Au début de 2014, lorsque les négociateurs de la BNP se sont réunis avec les régulateurs, un accord de poursuite différée, qui l’aurait autorisé à remplir les exigences du DFS durant une période déterminée pour aboutir à l’abandon des charges, n’était plus sur la table de négociation. L’administration américaine avait pourtant offert un tel accord à HSBC en 2012, mais elle n’a proposé à la BNP que le choix entre plaider coupable ou demander à passer devant un tribunal.
Finalement cette affaire, comme beaucoup d’autres aux Etats-Unis (voir mon blog « Le gibier » du 20 octobre 2013), ne sera pas plaidée devant un tribunal. Car, même si son cas avait été plus défendable, la BNP n’aurait pas eu d’autre choix que de plaider coupable et de négocier un règlement puisqu’une défaite devant un tribunal américain aurait sans doute signifié la perte de sa licence bancaire américaine et sa condamnation à mort en tant que grande banque internationale, sans compter des poursuites pénales engagées contre les banquiers eux-mêmes.
Rappelons de quoi était accusée la BNP : avoir réalisé des opérations secrètes avec le Soudan, l’Iran et Cuba, alors que les Etats-Unis interdisaient toute transaction financière pour les banques utilisant le dollar américain et que la plupart des banques respectaient cet interdit.

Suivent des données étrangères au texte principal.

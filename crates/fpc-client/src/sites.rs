//! Customer site and Wi-Fi network endpoints.

use crate::client::FpcClient;
use crate::models::{
    Site, SiteRequest, SiteUpdate, WifiNetwork, WifiNetworkRequest, WifiNetworkUpdate,
};
use crate::Result;
use fpc_core::ids::{CustomerId, SiteId, WifiNetworkId};
use reqwest::StatusCode;
use tracing::info;

fn site_path(cid: CustomerId, sid: SiteId) -> String {
    format!("customers/{cid}/sites/{sid}")
}

impl FpcClient {
    /// List the sites of a customer.
    pub async fn list_customer_sites(&self, cid: CustomerId) -> Result<Vec<Site>> {
        self.get_json(&format!("customers/{cid}/sites")).await
    }

    /// Fetch a single site.
    pub async fn get_customer_site(&self, cid: CustomerId, sid: SiteId) -> Result<Site> {
        self.get_json(&site_path(cid, sid)).await
    }

    /// Create a site and return it.
    pub async fn create_customer_site(
        &self,
        cid: CustomerId,
        request: &SiteRequest,
    ) -> Result<Site> {
        info!(customer_id = %cid, network = %request.network_name, "creating site");
        self.post_json(&format!("customers/{cid}/sites"), request)
            .await
    }

    /// Edit a site: fetch it, overlay the fields set on `update`, post it back.
    pub async fn edit_customer_site(
        &self,
        cid: CustomerId,
        sid: SiteId,
        update: &SiteUpdate,
    ) -> Result<StatusCode> {
        let current = self.get_customer_site(cid, sid).await?;
        let body = update.apply_to(&current);

        info!(customer_id = %cid, site_id = %sid, "editing site");
        self.post_status(&site_path(cid, sid), Some(&body)).await
    }

    /// Delete a site.
    pub async fn delete_customer_site(&self, cid: CustomerId, sid: SiteId) -> Result<StatusCode> {
        info!(customer_id = %cid, site_id = %sid, "deleting site");
        self.post_status::<()>(&format!("customers/{cid}/sites/delete/{sid}"), None)
            .await
    }

    /// List the Wi-Fi networks of a site.
    pub async fn list_customer_wifi(
        &self,
        cid: CustomerId,
        sid: SiteId,
    ) -> Result<Vec<WifiNetwork>> {
        self.get_json(&format!("{}/wifinetworks", site_path(cid, sid)))
            .await
    }

    /// Fetch a single Wi-Fi network.
    pub async fn get_customer_wifi(
        &self,
        cid: CustomerId,
        sid: SiteId,
        wid: WifiNetworkId,
    ) -> Result<WifiNetwork> {
        self.get_json(&format!("{}/wifinetworks/{wid}", site_path(cid, sid)))
            .await
    }

    /// Create a Wi-Fi network and return it.
    pub async fn create_customer_wifi(
        &self,
        cid: CustomerId,
        sid: SiteId,
        request: &WifiNetworkRequest,
    ) -> Result<WifiNetwork> {
        info!(
            customer_id = %cid,
            site_id = %sid,
            network = %request.wifi_network_name,
            "creating wifi network"
        );
        self.post_json(&format!("{}/wifinetworks", site_path(cid, sid)), request)
            .await
    }

    /// Edit a Wi-Fi network: fetch it, overlay the fields set on `update`,
    /// post it back.
    pub async fn edit_customer_wifi(
        &self,
        cid: CustomerId,
        sid: SiteId,
        wid: WifiNetworkId,
        update: &WifiNetworkUpdate,
    ) -> Result<StatusCode> {
        let current = self.get_customer_wifi(cid, sid, wid).await?;
        let body = update.apply_to(&current);

        info!(customer_id = %cid, site_id = %sid, wifi_id = %wid, "editing wifi network");
        self.post_status(
            &format!("{}/wifinetworks/{wid}", site_path(cid, sid)),
            Some(&body),
        )
        .await
    }

    /// Delete a Wi-Fi network.
    pub async fn delete_customer_wifi(
        &self,
        cid: CustomerId,
        sid: SiteId,
        wid: WifiNetworkId,
    ) -> Result<StatusCode> {
        info!(customer_id = %cid, site_id = %sid, wifi_id = %wid, "deleting wifi network");
        self.post_status::<()>(
            &format!("{}/wifinetworks/delete/{wid}", site_path(cid, sid)),
            None,
        )
        .await
    }
}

Trois facteurs semblent expliquer l’importance de la peine infligée à la BNP, le caractère délibéré de l’infraction, le désir de réfuter toute accusation de laxisme vis-à-vis des banques et la volonté du gouvernement américain d’intégrer l’outil financier dans sa politique étrangère.
Tout d’abord, l’enquête montre clairement que la BNP a sciemment poursuivi ses opérations interdites et a cherché à brouiller les pistes, alors que les autorités américaines s’attendaient à ce que les responsables de la BNP avouent leurs fautes, coopèrent et restructurent l’entreprise pour s’assurer que les infractions ne se reproduiraient pas. Pire, la BNP a laissé se produire de nouvelles infractions, une fois que les premières eut été détectées.
Ensuite, la BNP a joué de malchance. Elle est tombée entre les mains des enquêteurs du DFS au moment même où les procureurs américains étaient accusés de traiter les banques avec trop d’indulgence.
Enfin l’affaire de la BNP intervient à une époque où les États-Unis ne veulent pas, ou ne peuvent pas, utiliser leur puissance militaire pour soutenir leurs objectifs de politique étrangère. Ils cherchent un pouvoir de substitution en se servant de leur puissance financière, comme ils le font en imposant des sanctions à la Russie dans le cadre de la crise ukrainienne.
Or, il suffirait que quelques banques contournent les sanctions imposées par les États-Unis pour rendre l’arsenal financier américain inopérant, alors qu’il est difficile de détecter quelles sont les banques qui ne respectent pas les règles et de connaître dans quelle mesure elles ne les respectent pas.
Par conséquent, lorsqu’une banque fautive est démasquée, les autorités de contrôle frappent particulièrement fort pour dissuader les autres banques de prendre le risque de frauder.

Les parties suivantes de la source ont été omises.